At the start of 2004, love-them-or-hate-them hard-rock pranksters the Darkness set the tone. Preposterous frontman Justin Hawkins donned the pinstriped leotard of utter seriousness to announce, “We’re going to break America.” And they sort of did with their debut album, “Permission to Land.” Less brazen but equally keen to put the work in, arty guitar pop group Franz Ferdinand barreled through tour after tour.

Behind them, young Brits from every mainstream musical tendency formed a disorderly queue for the chance to catch American eyes: serious soul-searching rock the Coldplay way from Keane and superior songsmiths Snow Patrol; Anglo-R&B; from Jamelia and smart harmonizers Mis-Teeq; intelligent post-Clash punk from the Libertines, Futureheads and the Others; proper indie oddness from the Zutons, Little Barrie and Graham Coxon (who used to be Blur’s guitarist).

Also: soft wistfulness from Katie Melua, Jem and K.T. Tunstall; rocking post-Britpop beats from Razorlight and Bloc Party (already “the new Franz Ferdinand,” but give ‘em a break); cockney hip-hop from the Streets and Dizzee Rascal; dance-derived guitar rock -- the Stone Roses inheritance -- from Kasabian.

But how did we pick ourselves up out of a mire where the only British Isles albums that America might be expected to embrace were Beatles repackagings and occasional effusions from such old heroes as Eric Clapton, Rod Stewart and U2?

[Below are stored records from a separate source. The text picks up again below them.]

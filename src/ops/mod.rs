mod patch;

pub use patch::{
    DEPENDENCIES_OPENER, PatchAction, PatchOutcome, contains_package, insert_package,
    patch_manifest, patch_package, replace_package,
};
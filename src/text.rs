//! Substring search over a manifest buffer.
//!
//! The buffer is edited between searches, so callers pass the current
//! contents every time and never hold on to offsets across edits.

/// Returns the byte offset of the first occurrence of `needle` in `haystack`
/// at or after `start`.
///
/// With `ignore_case`, characters are compared after lowercasing.
///
/// Returns `None` when there is no match, when `needle` is empty, or when
/// `start` is past the end or not on a character boundary.
///
/// ```
/// use add_urp::text::find;
///
/// assert_eq!(find("\"Dependencies\": {", "dependencies", 0, true), Some(1));
/// assert_eq!(find("\"Dependencies\": {", "dependencies", 0, false), None);
/// ```
pub fn find(haystack: &str, needle: &str, start: usize, ignore_case: bool) -> Option<usize> {
    if needle.is_empty() || !haystack.is_char_boundary(start) {
        return None;
    }

    let tail = &haystack[start..];
    tail.char_indices()
        .map(|(offset, _)| offset)
        .find(|&offset| matches_at(&tail[offset..], needle, ignore_case))
        .map(|offset| start + offset)
}

fn matches_at(candidate: &str, needle: &str, ignore_case: bool) -> bool {
    if !ignore_case {
        return candidate.starts_with(needle);
    }

    let mut chars = candidate.chars();
    needle.chars().all(|expected| {
        chars
            .next()
            .is_some_and(|actual| chars_eq_ignore_case(actual, expected))
    })
}

fn chars_eq_ignore_case(a: char, b: char) -> bool {
    a == b || a.to_lowercase().eq(b.to_lowercase())
}
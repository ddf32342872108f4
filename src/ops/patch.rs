//! Dependency entry edits on the raw manifest text.
//!
//! The manifest is never parsed: entries are located by literal markers and
//! spliced in place, so key order, whitespace and anything else in the file
//! stay byte-for-byte as they were.
//!
//! ## Replace
//!
//! ```text
//! "com.unity.shadergraph": "12.0.0"
//!                           ^^^^^^ replaced with file:<repo>/com.unity.shadergraph
//! ```
//!
//! ## Insert
//!
//! ```text
//! "dependencies": {
//!     "com.unity.shadergraph": "file:<repo>/com.unity.shadergraph",   <- new line
//!   "com.unity.ugui": "1.0.0"
//! ```

use crate::error::{PatchError, Result};
use crate::packages::PackageTarget;
use crate::text::find;

/// Literal that opens the dependency object.
pub const DEPENDENCIES_OPENER: &str = "\"dependencies\": {";

const ENTRY_INDENT: &str = "    ";

/// What [`patch_package`] did to the buffer.
#[derive(Debug, Clone, Copy, PartialEq, Eq)]
pub enum PatchAction {
    /// An existing entry had its value rewritten.
    Replaced,
    /// A new entry was added to the dependency object.
    Inserted,
}

/// Result of patching one package.
#[derive(Debug, Clone, PartialEq, Eq)]
pub struct PatchOutcome {
    pub package: String,
    pub action: PatchAction,
}

impl PatchOutcome {
    /// Confirmation line shown to the user.
    pub fn message(&self) -> String {
        match self.action {
            PatchAction::Replaced => format!("Package {} patched into manifest!", self.package),
            PatchAction::Inserted => format!("Package {} added into manifest!", self.package),
        }
    }
}

/// Returns true if the package name occurs anywhere in the manifest.
pub fn contains_package(buffer: &str, package: &str) -> bool {
    find(buffer, package, 0, false).is_some()
}

/// Points `target` at its local folder, rewriting the existing entry or
/// adding a new one.
pub fn patch_package(buffer: &mut String, target: &PackageTarget<'_>) -> Result<PatchAction> {
    if contains_package(buffer, target.name) {
        replace_package(buffer, target)?;
        Ok(PatchAction::Replaced)
    } else {
        insert_package(buffer, target)?;
        Ok(PatchAction::Inserted)
    }
}

/// Replaces the value of the first entry for `target` with its local path.
///
/// The value is the text between the first two `"` after the first `:`
/// following the package name. Nothing outside the quotes changes.
///
/// # Errors
///
/// `ManifestMalformed` if the name, the colon or either quote is missing.
pub fn replace_package(buffer: &mut String, target: &PackageTarget<'_>) -> Result<()> {
    let name_at = find(buffer, target.name, 0, false)
        .ok_or_else(|| malformed(format!("package \"{}\" not found", target.name)))?;

    let colon_at = find(buffer, ":", name_at, false)
        .ok_or_else(|| malformed(format!("missing ':' after \"{}\"", target.name)))?;

    let value_start = find(buffer, "\"", colon_at, false)
        .ok_or_else(|| malformed(format!("missing opening quote for \"{}\"", target.name)))?
        + 1;

    let value_end = find(buffer, "\"", value_start, false)
        .ok_or_else(|| malformed(format!("missing closing quote for \"{}\"", target.name)))?;

    log::debug!(
        "Replacing value of {} at {}..{}: {:?}",
        target.name,
        value_start,
        value_end,
        &buffer[value_start..value_end]
    );

    buffer.replace_range(value_start..value_end, &target.local_path_value());
    Ok(())
}

/// Adds an entry for `target` as the first line of the dependency object.
///
/// The new line is `    "<name>": "file:<repo>/<name>",`, placed right after
/// the line holding `"dependencies": {`.
///
/// # Errors
///
/// `ManifestMalformed` if the opener or the newline after it is missing.
pub fn insert_package(buffer: &mut String, target: &PackageTarget<'_>) -> Result<()> {
    let opener_at = find(buffer, DEPENDENCIES_OPENER, 0, false)
        .ok_or_else(|| malformed(format!("missing {}", DEPENDENCIES_OPENER)))?;

    let newline_at = find(buffer, "\n", opener_at, false)
        .ok_or_else(|| malformed(format!("no line break after {}", DEPENDENCIES_OPENER)))?;

    let entry = format!(
        "\n{}\"{}\": \"{}\",",
        ENTRY_INDENT,
        target.name,
        target.local_path_value()
    );

    log::debug!("Inserting {} at {}", target.name, newline_at);

    buffer.insert_str(newline_at, &entry);
    Ok(())
}

/// Patches every target in order against the same buffer.
///
/// Each target re-scans the buffer from the start, so earlier edits never
/// leave stale offsets behind. `report` sees each outcome as soon as it
/// happens. Stops at the first failure; the buffer may then hold a partial
/// result and must not be persisted.
pub fn patch_manifest(
    buffer: &mut String,
    targets: &[PackageTarget<'_>],
    mut report: impl FnMut(&PatchOutcome),
) -> Result<Vec<PatchOutcome>> {
    let mut outcomes = Vec::with_capacity(targets.len());

    for target in targets {
        let action = patch_package(buffer, target)?;
        let outcome = PatchOutcome {
            package: target.name.to_string(),
            action,
        };
        report(&outcome);
        outcomes.push(outcome);
    }

    Ok(outcomes)
}

fn malformed(detail: String) -> PatchError {
    PatchError::ManifestMalformed(detail)
}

The first positive was a negative. The U.K. mass infatuation with electronic dance sounds waned. At last, all that machine music is on the fritz and your correspondent, for one, is not lending his screwdriver.

As Alexis Petridis, pop columnist of the Guardian, wrote recently, “Clubs, drugs and house music were such big business that they were widely assumed to have changed British youth’s leisure habits forever.” He reckons dance music succumbed to a tangle of commercialism and obsession with “cool” -- which played out as pure farce when taste-making London club Ministry of Sound launched its own range of clothes, then decided that anybody wearing them would be barred from its chic portals.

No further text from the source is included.